Dans l’absolu, le modèle ABAC va donc plus loin et est donc plus souple dans l’expression des autorisations d’accès. Voici un dernier extrait qui aborde cette souplesse:

The rules or policies that can be implemented in an ABAC model are limited only to the degree imposed by the computational language. This flexibility enables the greatest breadth of subjects to access the greatest breadth of objects without specifying individual relationships between each subject and each object.

Mais fondamentalement, CBAC (les claims) est clairement inspiré du modèle ABAC (les attributs). Il s’agit pour moi d’une spécialisation de celui-ci. Cette comparaison m’a aidé à bien me représenter les Claims comme des attributs de l’utilisateur et non comme des droits.

Une autre différence qui distingue cette fois le modèle CBAC du modèle ABAC est qu’une Claim inclut la notion d’Autorité responsable de la « signer ». Cette autorité est généralement appelée « issuer ». Cela a lieu dans la phase d’authentification de l’utilisateur. Le modèle ABAC ne s’intéresse pas à cette phase d’authentification, seulement à la représentation des règles basées sur un contexte d’attributs.

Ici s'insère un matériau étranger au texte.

//! XID generator (XidGenLock + next_fxid / oldest_xid).
//!
//! Allocation runs a caller hook while the generator lock is still held, so
//! the commit-timestamp page for a new xid exists before any other backend
//! can observe that xid.

use parking_lot::RwLock;
use serde::Serialize;

use super::{
    xid_follows_or_equals, xid_is_normal, FullTransactionId, TransactionId, XidReference,
    FIRST_NORMAL_XID,
};

#[derive(Clone, Copy, Debug, PartialEq, Eq, Serialize)]
pub struct XidGenState {
    pub next_fxid: FullTransactionId,
    pub oldest_xid: TransactionId,
}

impl Default for XidGenState {
    fn default() -> Self {
        Self {
            next_fxid: FullTransactionId::FIRST_NORMAL,
            oldest_xid: FIRST_NORMAL_XID,
        }
    }
}

pub struct XidAllocator {
    state: RwLock<XidGenState>,
}

impl XidAllocator {
    pub fn new(next_fxid: FullTransactionId, oldest_xid: TransactionId) -> Self {
        let next_fxid = if xid_is_normal(next_fxid.xid()) {
            next_fxid
        } else {
            // 0:0 / 1:1 ... не бывают "следующими" — поднимаем до первого нормального
            FullTransactionId::from_epoch_and_xid(next_fxid.epoch(), FIRST_NORMAL_XID)
        };
        Self {
            state: RwLock::new(XidGenState {
                next_fxid,
                oldest_xid,
            }),
        }
    }

    pub fn snapshot(&self) -> XidGenState {
        *self.state.read()
    }

    pub fn read_next_full_xid(&self) -> FullTransactionId {
        self.state.read().next_fxid
    }

    pub fn reference(&self) -> XidReference {
        XidReference::new(self.read_next_full_xid())
    }

    pub fn oldest_xid(&self) -> TransactionId {
        self.state.read().oldest_xid
    }

    pub fn set_oldest_xid(&self, xid: TransactionId) {
        self.state.write().oldest_xid = xid;
    }

    /// Assign the next xid. `on_assign` runs under the exclusive generator
    /// lock before the counter moves.
    pub fn allocate_with<F>(&self, on_assign: F) -> TransactionId
    where
        F: FnOnce(TransactionId),
    {
        let mut st = self.state.write();
        let xid = st.next_fxid.xid();
        on_assign(xid);
        st.next_fxid = st.next_fxid.next_normal();
        xid
    }

    /// Redo helper: make sure the generator is past `xid`.
    pub fn advance_past(&self, xid: TransactionId) {
        if !xid_is_normal(xid) {
            return;
        }
        let mut st = self.state.write();
        if xid_follows_or_equals(xid, st.next_fxid.xid()) {
            let full = XidReference::new(st.next_fxid).full_xid_from_xid(xid);
            st.next_fxid = full.next_normal();
        }
    }
}

#[cfg(test)]
mod tests {
    use super::*;
    use crate::xid::{FROZEN_XID, MAX_XID};

    #[test]
    fn allocate_runs_hook_in_order() {
        let a = XidAllocator::new(FullTransactionId::FIRST_NORMAL, FIRST_NORMAL_XID);
        let mut seen = Vec::new();
        for _ in 0..3 {
            a.allocate_with(|x| seen.push(x));
        }
        assert_eq!(seen, vec![3, 4, 5]);
        assert_eq!(a.read_next_full_xid().0, 6);
    }

    #[test]
    fn allocate_wraps_into_next_epoch() {
        let a = XidAllocator::new(FullTransactionId::from_epoch_and_xid(0, MAX_XID - 1), 3);
        let x1 = a.allocate_with(|_| {});
        let x2 = a.allocate_with(|_| {});
        let x3 = a.allocate_with(|_| {});
        assert_eq!((x1, x2, x3), (MAX_XID - 1, MAX_XID, FIRST_NORMAL_XID));
        assert_eq!(a.read_next_full_xid(), FullTransactionId::from_epoch_and_xid(1, 4));
    }

    #[test]
    fn advance_past_only_moves_forward() {
        let a = XidAllocator::new(FullTransactionId::from_epoch_and_xid(0, 100), 3);
        a.advance_past(50);
        assert_eq!(a.read_next_full_xid().0, 100);
        a.advance_past(100);
        assert_eq!(a.read_next_full_xid().0, 101);
        a.advance_past(500);
        assert_eq!(a.read_next_full_xid().0, 501);
        a.advance_past(FROZEN_XID);
        assert_eq!(a.read_next_full_xid().0, 501);
    }
}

Par conséquent, tous les acteurs qui utilisent la notion de Claim, que ce soit l’utilisateur qui les consomme ou une application qui les valide, doivent s’accorder pour faire confiance à l’Autorité qui délivre ces claims (ou qui les signe). Pour OAuth, il s’agit de l’Authorization Server (dont, disont le en passant, le nom est trompeur car il n’est pas responsable des autorisations d’accès dont nous parlons ici, mais – en résumant – de l’autorisation que l’utilisateur donne à l’application qui y fait appel). C’est avant tout parce qu’une application fait confiance à l’Authorization Server (qui a fourni sa signature) qu’elle accepte d’autoriser un utilisateur qui présente ses claims (signées) à accéder à des ressources restreintes.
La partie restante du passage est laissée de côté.